One day I determined to lick this style problem once and for all so I decided to ask my teacher at the writing co-operative. Our class had been going well. She seemed to know her stuff and I was certain she could point me in the right direction. But my past encounters with the style monster had taught me not to ask straight out for a definition. I knew all I would get would be the same old, same old: “Style is the essence of the ineffable,” or some such cryptic nonsense in response.
Instead, I asked, “Ms. Jensen, I see a lot written about style in our textbook, and I was wondering, in literature, which writer has a good style? I mean, can you point to someone who has a distinct style, a style that would be obvious to anyone, someone whose writing could be considered exemplary?” This time I was going to get it even if it took me a writer’s lifetime.
“That’s easy. Ernest Hemingway.”
“And what should I read that best shows off his style?” I asked.
“There’s a famous short story he wrote called, “Big Two Hearted River.” Look at that story.
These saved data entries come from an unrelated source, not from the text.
//! HTML documents for the three page kinds. Everything here is a pure
//! function of its arguments.

use maud::{html, Markup, PreEscaped, DOCTYPE};

use crate::{
    classify::{Preview, UnsupportedKind},
    listing::Entry,
    resolve::RelPath,
};

const STYLE: &str = "\
*{margin:0;padding:0;box-sizing:border-box}\
body{font-family:-apple-system,BlinkMacSystemFont,'Segoe UI',Helvetica,Arial,sans-serif;background:#0d1117;color:#c9d1d9;padding:24px}\
a{color:#58a6ff;text-decoration:none}a:hover{text-decoration:underline}\
.container{max-width:1400px;margin:0 auto}\
.header,.table-box,.content{background:#161b22;border:1px solid #30363d;border-radius:8px;margin-bottom:24px}\
.header{padding:20px 24px}.content{padding:20px;overflow:auto}\
.breadcrumb{font-size:15px;margin-bottom:16px;color:#8b949e}\
.btn-zip{display:inline-block;padding:8px 16px;background:#238636;color:#fff;border-radius:6px}\
table{width:100%;border-collapse:collapse}\
th{background:#0d1117;color:#8b949e;text-align:left;padding:12px 20px;border-bottom:1px solid #30363d}\
td{padding:12px 20px;border-bottom:1px solid #21262d}\
.icon{width:40px;text-align:center}.file-size,.file-actions{text-align:right;color:#8b949e;white-space:nowrap}\
.btn-dl{margin-left:12px;padding:5px 12px;background:rgba(110,118,129,0.15);color:#c9d1d9;border-radius:4px}\
.actions a{margin-right:16px}\
.code{font-family:monospace;white-space:pre-wrap;word-wrap:break-word;line-height:1.6}\
img{max-width:100%;height:auto;display:block}";

const TIME_FORMAT: &str = "%Y-%m-%d %H:%M";

/// Human-readable size with binary steps and one decimal, e.g. `1.5 KB`.
pub fn format_size(bytes: u64) -> String {
    if bytes == 0 {
        return "0 B".to_string();
    }
    let mut value = bytes as f64;
    for unit in ["B", "KB", "MB", "GB", "TB"] {
        if value < 1024.0 {
            return format!("{:.1} {}", value, unit);
        }
        value /= 1024.0;
    }
    format!("{:.1} PB", value)
}

/// Percent-encodes each segment, keeping `/` separators literal.
pub fn encode_path(rel: &RelPath) -> String {
    rel.segments()
        .map(|s| urlencoding::encode(s).into_owned())
        .collect::<Vec<_>>()
        .join("/")
}

pub fn browse_url(rel: &RelPath) -> String {
    if rel.is_root() {
        "/".to_string()
    } else {
        format!("/browse/{}", encode_path(rel))
    }
}

pub fn view_url(rel: &RelPath) -> String {
    format!("/view/{}", encode_path(rel))
}

pub fn download_url(rel: &RelPath) -> String {
    format!("/download/{}", encode_path(rel))
}

pub fn download_all_url(rel: &RelPath) -> String {
    if rel.is_root() {
        "/download-all".to_string()
    } else {
        format!("/download-all/{}", encode_path(rel))
    }
}

fn page(title: &str, body: Markup) -> Markup {
    html! {
        (DOCTYPE)
        html lang="en" {
            head {
                meta charset="utf-8";
                meta name="viewport" content="width=device-width,initial-scale=1";
                title { (title) }
                style { (PreEscaped(STYLE)) }
            }
            body {
                div class="container" { (body) }
            }
        }
    }
}

/// Cumulative `(segment, browse url)` pairs from the root down to `rel`.
fn crumbs(rel: &RelPath) -> Vec<(String, String)> {
    let mut current = RelPath::root();
    rel.segments()
        .map(|segment| {
            current = current.join(segment);
            (segment.to_string(), browse_url(&current))
        })
        .collect()
}

pub fn directory_page(rel: &RelPath, entries: &[Entry]) -> Markup {
    let title = if rel.is_root() { "Root" } else { rel.as_str() };

    page(
        title,
        html! {
            div class="header" {
                div class="breadcrumb" {
                    @if rel.is_root() {
                        "Home"
                    } @else {
                        a href="/" { "Home" }
                        @for (name, url) in crumbs(rel) {
                            " / "
                            a href=(url) { (name) }
                        }
                    }
                }
                @if !entries.is_empty() {
                    a class="btn-zip" href=(download_all_url(rel)) { "Download ZIP" }
                }
            }
            div class="table-box" {
                table {
                    thead {
                        tr {
                            th class="icon" {}
                            th class="file-name" { "File Name" }
                            th class="file-size" { "File Size" }
                            th class="file-actions" { "Last Modified" }
                        }
                    }
                    tbody {
                        @if let Some(parent) = rel.parent() {
                            tr {
                                td colspan="4" {
                                    a class="parent-link" href=(browse_url(&parent)) { ".." }
                                }
                            }
                        }
                        @for entry in entries {
                            (entry_row(rel, entry))
                        }
                    }
                }
            }
        },
    )
}

fn entry_row(dir: &RelPath, entry: &Entry) -> Markup {
    let rel = dir.join(&entry.name);
    let modified = entry.modified.format(TIME_FORMAT).to_string();

    html! {
        tr {
            @if entry.is_dir {
                td class="icon" { "📁" }
                td class="file-name" { a href=(browse_url(&rel)) { (entry.name) } }
                td class="file-size" { "—" }
                td class="file-actions" { span class="date" { (modified) } }
            } @else {
                td class="icon" { "📄" }
                td class="file-name" { a href=(view_url(&rel)) { (entry.name) } }
                td class="file-size" { (format_size(entry.size)) }
                td class="file-actions" {
                    span class="date" { (modified) }
                    a class="btn-dl" href=(download_url(&rel)) { "Download" }
                }
            }
        }
    }
}

pub fn file_page(rel: &RelPath, preview: &Preview) -> Markup {
    let filename = rel.basename();
    let back = browse_url(&rel.parent().unwrap_or_default());

    page(
        filename,
        html! {
            div class="header" {
                h2 { (filename) }
                div class="actions" {
                    a href=(back) { "Back" }
                    a href=(download_url(rel)) { "Download" }
                }
            }
            div class="content" {
                @match preview {
                    Preview::Text(text) => pre class="code" { (text) },
                    Preview::Image { mime, base64 } => {
                        img alt=(filename) src=(format!("data:{};base64,{}", mime, base64));
                    },
                    Preview::Undecodable => p { "Cannot display file" },
                    Preview::Unsupported(UnsupportedKind::Pdf) => p { "PDF - Please download" },
                    Preview::Unsupported(UnsupportedKind::Binary) => p { "Binary file - Please download" },
                }
            }
        },
    )
}

pub fn error_page(message: &str) -> Markup {
    page(
        "Error",
        html! {
            div class="header" {
                h2 { "Error: " (message) }
                br;
                a href="/" { "Go back" }
            }
        },
    )
}

#[cfg(test)]
mod tests {
    use super::*;
    use chrono::{Local, TimeZone};

    fn entry(name: &str, is_dir: bool, size: u64) -> Entry {
        Entry {
            name: name.to_string(),
            is_dir,
            size,
            modified: Local.with_ymd_and_hms(2024, 3, 9, 14, 5, 0).unwrap(),
        }
    }

    fn rel(s: &str) -> RelPath {
        s.split('/')
            .filter(|s| !s.is_empty())
            .fold(RelPath::root(), |acc, seg| acc.join(seg))
    }

    #[test]
    fn sizes_use_binary_steps() {
        assert_eq!(format_size(0), "0 B");
        assert_eq!(format_size(500), "500.0 B");
        assert_eq!(format_size(1024), "1.0 KB");
        assert_eq!(format_size(1536), "1.5 KB");
        assert_eq!(format_size(5 * 1024 * 1024), "5.0 MB");
        assert_eq!(format_size(1024u64.pow(5)), "1.0 PB");
        assert_eq!(format_size(3 * 1024u64.pow(5)), "3.0 PB");
    }

    #[test]
    fn urls_encode_segments_not_separators() {
        let r = rel("my docs/a&b.txt");
        assert_eq!(view_url(&r), "/view/my%20docs/a%26b.txt");
        assert_eq!(browse_url(&RelPath::root()), "/");
        assert_eq!(download_all_url(&RelPath::root()), "/download-all");
    }

    #[test]
    fn listing_rows_and_breadcrumbs() {
        let html = directory_page(
            &rel("docs/2024"),
            &[entry("drafts", true, 0), entry("plan.txt", false, 1536)],
        )
        .into_string();

        assert!(html.contains(r#"<a href="/">Home</a> / <a href="/browse/docs">docs</a> / <a href="/browse/docs/2024">2024</a>"#));
        assert!(html.contains(r#"<a class="parent-link" href="/browse/docs">..</a>"#));
        assert!(html.contains(r#"<a href="/browse/docs/2024/drafts">drafts</a>"#));
        assert!(html.contains(r#"<td class="file-size">—</td>"#));
        assert!(html.contains(r#"<a href="/view/docs/2024/plan.txt">plan.txt</a>"#));
        assert!(html.contains(r#"<td class="file-size">1.5 KB</td>"#));
        assert!(html.contains(r#"href="/download/docs/2024/plan.txt""#));
        assert!(html.contains("2024-03-09 14:05"));
        assert!(html.contains(r#"href="/download-all/docs/2024""#));
    }

    #[test]
    fn root_listing_has_no_parent_link() {
        let html = directory_page(&RelPath::root(), &[entry("a.txt", false, 1)]).into_string();
        assert!(html.contains(r#"<div class="breadcrumb">Home</div>"#));
        assert!(!html.contains("parent-link"));
        assert!(html.contains("<title>Root</title>"));
    }

    #[test]
    fn empty_directory_offers_no_zip() {
        let html = directory_page(&rel("empty"), &[]).into_string();
        assert!(!html.contains("Download ZIP"));

        let html = directory_page(&rel("full"), &[entry("x", false, 1)]).into_string();
        assert!(html.contains("Download ZIP"));
    }

    #[test]
    fn text_preview_is_escaped() {
        let preview = Preview::Text("if a < b && c > d {}".to_string());
        let html = file_page(&rel("src/cmp.rs"), &preview).into_string();

        assert!(html.contains(r#"<pre class="code">if a &lt; b &amp;&amp; c &gt; d {}</pre>"#));
        assert!(html.contains("<title>cmp.rs</title>"));
        assert!(html.contains(r#"<a href="/browse/src">Back</a>"#));
        assert!(html.contains(r#"<a href="/download/src/cmp.rs">Download</a>"#));
    }

    #[test]
    fn other_previews() {
        let r = rel("x");
        let html = file_page(&r, &Preview::Unsupported(UnsupportedKind::Binary)).into_string();
        assert!(html.contains("Binary file - Please download"));
        let html = file_page(&r, &Preview::Unsupported(UnsupportedKind::Pdf)).into_string();
        assert!(html.contains("PDF - Please download"));
        let html = file_page(&r, &Preview::Undecodable).into_string();
        assert!(html.contains("Cannot display file"));

        let image = Preview::Image {
            mime: "image/png".to_string(),
            base64: "cG5nIQ==".to_string(),
        };
        let html = file_page(&r, &image).into_string();
        assert!(html.contains(r#"src="data:image/png;base64,cG5nIQ==""#));
        assert!(html.contains(r#"<a href="/">Back</a>"#));
    }

    #[test]
    fn error_page_links_home() {
        let html = error_page("Access Denied").into_string();
        assert!(html.contains("Error: Access Denied"));
        assert!(html.contains(r#"<a href="/">Go back</a>"#));
    }
}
I’m sure the style will be obvious.” She beamed. “His style is what made him famous.”
I found the story in The Complete Short Stories of Ernest Hemingway and scanned down the page.
My eyes lit on two sentences.
“He went to the river. The river was there.”
I put the book down. Even after all these years, I still don’t know what style is.
Bio: Frank Richards’ short stories have appeared in The Menda City Review; War, Literature and the Arts; Sanskrit Literary Arts Magazine, and many others. He and his wife live in rural Virginia where they care for eleven rescued cats and five German shepherds.